IEEE Trans Cybern. 2019 Jun;49(6):2280-2293. doi: 10.1109/TCYB.2018.2824299. Epub 2018 Apr 20.
Classification of high-dimensional data with very limited labels is a challenging task in the field of data mining and machine learning. In this paper, we propose the multiobjective semisupervised classifier ensemble (MOSSCE) approach to address this challenge. Specifically, a multiobjective subspace selection process (MOSSP) in MOSSCE is first designed to generate the optimal combination of feature subspaces. Three objective functions are then proposed for MOSSP, which include the relevance of features, the redundancy between features, and the data reconstruction error. Then, MOSSCE generates an auxiliary training set based on the sample confidence to improve the performance of the classifier ensemble. Finally, the training set, combined with the auxiliary training set, is used to select the optimal combination of basic classifiers in the ensemble, train the classifier ensemble, and generate the final result. In addition, diversity analysis of the ensemble learning process is applied, and a set of nonparametric statistical tests is adopted for the comparison of semisupervised classification approaches on multiple datasets. The experiments on 12 gene expression datasets and two large image datasets show that MOSSCE has a better performance than other state-of-the-art semisupervised classifiers on high-dimensional data.

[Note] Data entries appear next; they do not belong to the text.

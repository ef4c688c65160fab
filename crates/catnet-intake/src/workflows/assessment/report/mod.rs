mod reference;
mod summary;
pub mod views;

pub use views::{ReportDocument, ReportPage};

use super::scoring::ScoringConfig;
use super::session::FinalizedAssessment;
use crate::i18n::Locale;
use chrono::NaiveDate;

/// Compose the full report for a finalized assessment: the personalized
/// summary first, then the three locale-keyed reference pages. The order is
/// the export order and never changes.
pub fn compose_report(
    assessment: &FinalizedAssessment,
    locale: Locale,
    scoring: &ScoringConfig,
    today: NaiveDate,
) -> ReportDocument {
    let pages = vec![
        ReportPage::Summary(summary::build_summary_page(
            assessment, locale, scoring, today,
        )),
        ReportPage::BreedReference(reference::build_breed_page(locale)),
        ReportPage::MultiCatReference(reference::build_multi_cat_page(locale)),
        ReportPage::ImpactReference(reference::build_impact_page(locale)),
    ];

    ReportDocument {
        locale,
        file_name: export_file_name(&assessment.address, today),
        pages,
    }
}

/// Download name for the exported document: sanitized contact field plus the
/// assessment date.
pub fn export_file_name(address: &str, date: NaiveDate) -> String {
    let mut cleaned = String::with_capacity(address.len());
    let mut last_dash = true;
    for ch in address.chars() {
        if ch.is_alphanumeric() {
            cleaned.push(ch);
            last_dash = false;
        } else if !last_dash {
            cleaned.push('-');
            last_dash = true;
        }
    }
    let cleaned = cleaned.trim_end_matches('-');
    let stem = if cleaned.is_empty() {
        "assessment"
    } else {
        cleaned
    };

    format!(
        "cat-home-safety-assessment_{}_{}.pdf",
        stem,
        date.format("%Y-%m-%d")
    )
}
use super::session::FinalizedAssessment;
use serde::{Deserialize, Serialize};
use std::future::Future;

/// Flat record posted once to the intake webhook. Key names are the wire
/// contract with the receiving sheet and must not change with the locale.
#[derive(Debug, Clone, PartialEq, Serialize, Deserialize)]
#[serde(rename_all = "camelCase")]
pub struct SubmissionPayload {
    pub timestamp: String,
    pub address: String,
    pub floor: String,
    pub building_type: String,
    pub window_count: String,
    pub door_count: String,
    pub heaviest_cat_weight: String,
    pub q3_score: u8,
    pub q5_score: u8,
    pub q6_score: u8,
    pub q7_score: u8,
    pub q8_score: u8,
    pub q9_score: u8,
    pub total_score: u8,
    pub risk_level: String,
}

impl SubmissionPayload {
    pub fn build(assessment: &FinalizedAssessment, timestamp: String) -> Self {
        Self {
            timestamp,
            address: assessment.address.clone(),
            floor: assessment.floor_level.clone(),
            building_type: assessment.building_type.payload_label().to_string(),
            window_count: assessment.window_count.clone(),
            door_count: assessment.door_count.clone(),
            heaviest_cat_weight: assessment.heaviest_cat_weight.clone(),
            q3_score: assessment.answers.cat_count,
            q5_score: assessment.answers.window_behavior,
            q6_score: assessment.answers.window_structure,
            q7_score: assessment.answers.personality,
            q8_score: assessment.answers.environment,
            q9_score: assessment.answers.expectation,
            total_score: assessment.total_score,
            risk_level: assessment.tier.label().to_string(),
        }
    }
}

/// Error raised while handing the payload to the transport.
#[derive(Debug, Clone, thiserror::Error)]
pub enum DispatchError {
    #[error("webhook transport failed: {0}")]
    Transport(String),
}

/// Outbound hook for the one-way submission post. Best-effort by contract:
/// callers make exactly one delivery attempt per explicit submit action.
pub trait SubmissionSink: Send + Sync {
    fn deliver(
        &self,
        payload: &SubmissionPayload,
    ) -> impl Future<Output = Result<(), DispatchError>> + Send;
}

/// Production sink posting to the configured webhook endpoint. The response
/// status and body are intentionally not inspected; a send that leaves the
/// process without a transport error counts as delivered.
#[derive(Debug, Clone)]
pub struct WebhookSink {
    client: reqwest::Client,
    endpoint: String,
}

impl WebhookSink {
    pub fn new(endpoint: impl Into<String>) -> Self {
        Self {
            client: reqwest::Client::new(),
            endpoint: endpoint.into(),
        }
    }

    pub fn endpoint(&self) -> &str {
        &self.endpoint
    }
}

impl SubmissionSink for WebhookSink {
    async fn deliver(&self, payload: &SubmissionPayload) -> Result<(), DispatchError> {
        self.client
            .post(&self.endpoint)
            .json(payload)
            .send()
            .await
            .map(|_response| ())
            .map_err(|err| DispatchError::Transport(err.to_string()))
    }
}

/// Outcome of the single delivery attempt, carried on the receipt so the
/// caller can surface a non-blocking warning.
#[derive(Debug, Clone, PartialEq, Eq, Serialize)]
#[serde(tag = "state", rename_all = "snake_case")]
pub enum DeliveryStatus {
    Delivered,
    Failed { reason: String },
}

impl DeliveryStatus {
    pub fn is_delivered(&self) -> bool {
        matches!(self, DeliveryStatus::Delivered)
    }
}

用非常有限的标签对高维数据进行分类是数据挖掘和机器学习领域的一项具有挑战性的任务。在本文中,我们提出了多目标半监督分类器集成(MOSSCE)方法来解决这个挑战。具体来说,MOSSCE 中的多目标子空间选择过程(MOSSP)首先被设计用来生成最优的特征子空间组合。然后,我们提出了三个用于 MOSSP 的目标函数,包括特征的相关性、特征之间的冗余性和数据重构误差。然后,MOSSCE 基于样本置信度生成辅助训练集,以提高分类器集成的性能。最后,训练集与辅助训练集结合起来,用于在集成中选择最优的基本分类器组合,训练分类器集成,并生成最终结果。此外,还对集成学习过程的多样性进行了分析,并采用了一组非参数统计检验方法对多个数据集上的半监督分类方法进行了比较。在 12 个基因表达数据集和两个大型图像数据集上的实验表明,MOSSCE 在高维数据上的性能优于其他最先进的半监督分类器。